Ex Parte Speaks

Annotate this Case

494 So. 2d 118 (1986)

Ex parte Anthony Dale SPEAKS. (In re Anthony Dale Speaks v. State of Alabama).


Supreme Court of Alabama.

May 9, 1986.

Rehearing Denied June 13, 1986.

Lee Sims and John Percy Oliver, II, Dadeville, for petitioner.

*119 Charles A. Graddick, Atty. Gen., and J. Anthony McLain and James F. Hampton, Sp. Asst. Attys. Gen., for respondent.

ALMON, Justice.

Certiorari was granted to determine whether a judge may order a severance of jointly indicted defendants immediately before trial because of an insufficient number of jurors, which are required for a joint trial of two defendants, in the absence of a finding of prejudice to a defendant. We answer in the negative and reverse.

The trial court ordered a severance of the cases on the day of trial after it determined that thirty-six prospective jurors were not present, A.R.Cr.P. 15.4(h).

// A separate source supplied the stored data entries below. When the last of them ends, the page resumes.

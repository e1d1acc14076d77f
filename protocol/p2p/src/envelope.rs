//! The canonical wire envelope:
//!
//! ```text
//! version:u8 ∥ type:u8 ∥ message_id:16B ∥ ttl:u8 ∥ origin:32B
//!           ∥ payload_len:u32 ∥ payload ∥ sig:64B
//! ```
//!
//! The signature covers everything except `ttl`, which relays decrement in
//! flight, and itself.

use doin_consensus_core::constants::PROTOCOL_VERSION;
use doin_consensus_core::encoding::{CanonicalReader, CanonicalWriter};
use doin_consensus_core::peer::{PeerId, PEER_ID_SIZE};
use doin_consensus_core::sign::{self, Signature, SIGNATURE_SIZE};
use doin_consensus_core::Uuid;

use crate::errors::{ProtocolError, ProtocolResult};
use crate::message::Payload;

pub const DEFAULT_TTL: u8 = 5;

/// Upper bound on a single payload; large enough for a full block-sync
/// response, small enough to bound relay memory.
pub const MAX_PAYLOAD_BYTES: usize = 32 * 1024 * 1024;

#[derive(Clone, Debug, PartialEq)]
pub struct Envelope {
    pub version: u8,
    pub message_id: Uuid,
    pub ttl: u8,
    pub origin: PeerId,
    pub payload: Payload,
    pub signature: Signature,
}

impl Envelope {
    /// Builds and signs a fresh envelope originating at `keypair`'s peer.
    pub fn new(keypair: &secp256k1::Keypair, payload: Payload, ttl: u8) -> Self {
        let origin = sign::peer_id_of(keypair);
        let message_id = Uuid::new_v4();
        let signature = sign::sign_message(keypair, &Self::signing_bytes(PROTOCOL_VERSION, message_id, origin, &payload));
        Self { version: PROTOCOL_VERSION, message_id, ttl, origin, payload, signature }
    }

    fn signing_bytes(version: u8, message_id: Uuid, origin: PeerId, payload: &Payload) -> Vec<u8> {
        let mut writer = CanonicalWriter::new();
        writer
            .write_u8(version)
            .write_u8(payload.type_code())
            .write_uuid(message_id)
            .write_raw(origin.as_bytes())
            .write_var_bytes(&payload.to_bytes());
        writer.finish()
    }

    pub fn verify_signature(&self) -> ProtocolResult<()> {
        let bytes = Self::signing_bytes(self.version, self.message_id, self.origin, &self.payload);
        sign::verify_message(&self.origin, &bytes, &self.signature).map_err(|_| ProtocolError::BadSignature(self.origin))
    }

    /// A copy for relaying with one hop consumed. `None` once the ttl is spent.
    pub fn decremented(&self) -> Option<Envelope> {
        (self.ttl > 0).then(|| Envelope { ttl: self.ttl - 1, ..self.clone() })
    }

    pub fn to_bytes(&self) -> Vec<u8> {
        let payload = self.payload.to_bytes();
        let mut writer = CanonicalWriter::new();
        writer
            .write_u8(self.version)
            .write_u8(self.payload.type_code())
            .write_uuid(self.message_id)
            .write_u8(self.ttl)
            .write_raw(self.origin.as_bytes())
            .write_u32(payload.len() as u32)
            .write_raw(&payload)
            .write_raw(&self.signature.0);
        writer.finish()
    }

    pub fn from_bytes(bytes: &[u8]) -> ProtocolResult<Self> {
        let mut reader = CanonicalReader::new(bytes);
        let version = reader.read_u8()?;
        if version != PROTOCOL_VERSION {
            return Err(ProtocolError::UnsupportedVersion(version));
        }
        let type_code = reader.read_u8()?;
        let message_id = reader.read_uuid()?;
        let ttl = reader.read_u8()?;
        let origin = PeerId::from_slice(reader.read_raw(PEER_ID_SIZE)?).expect("read exactly PEER_ID_SIZE bytes");
        let payload_len = reader.read_u32()? as usize;
        if payload_len > MAX_PAYLOAD_BYTES {
            return Err(ProtocolError::OversizedPayload(payload_len, MAX_PAYLOAD_BYTES));
        }
        let payload_bytes = reader.read_raw(payload_len)?;
        let payload = Payload::from_bytes(type_code, payload_bytes)?;
        let signature = Signature(reader.read_raw(SIGNATURE_SIZE)?.try_into().expect("read exactly SIGNATURE_SIZE bytes"));
        reader.finish()?;
        Ok(Self { version, message_id, ttl, origin, payload, signature })
    }
}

Rule 15.4(c) and (d), which set forth the grounds for severance, provide as follows:

"(c) Trial. Defendants joined in the same indictment, information, or complaint, or joined for trial by court order pursuant to section (b), shall be jointly tried unless severed as provided in sections (d)-(g). "(d) Severance Grounds. If the court finds that by a joinder of defendants in an indictment, information, or complaint, or a joinder by order of court, as provided in this rule, a defendant or the state may be prejudiced to the extent that a fair trial cannot be afforded, the court shall order a severance of defendants or provide whatever other relief justice requires. However, without a finding of prejudice, the court may, with the agreement of all the parties, order a severance of defendants."

It is clear that a severance is not authorized by the rule in the absence of a finding of prejudice to a defendant.

The trial judge asked counsel for both defendants if they would consent to striking a jury with less than thirty-six jurors. Petitioner's counsel objected and requested a continuance. Counsel further stated that he had prepared the case to be tried jointly and that severance would dramatically change his trial strategy.

We are of the opinion that the rule should have been followed, and we cannot conclude that Petitioner was not prejudiced by the severance order.

The judgment is therefore reversed and the cause remanded.


All the Justices concur, except STEAGALL, J., not sitting.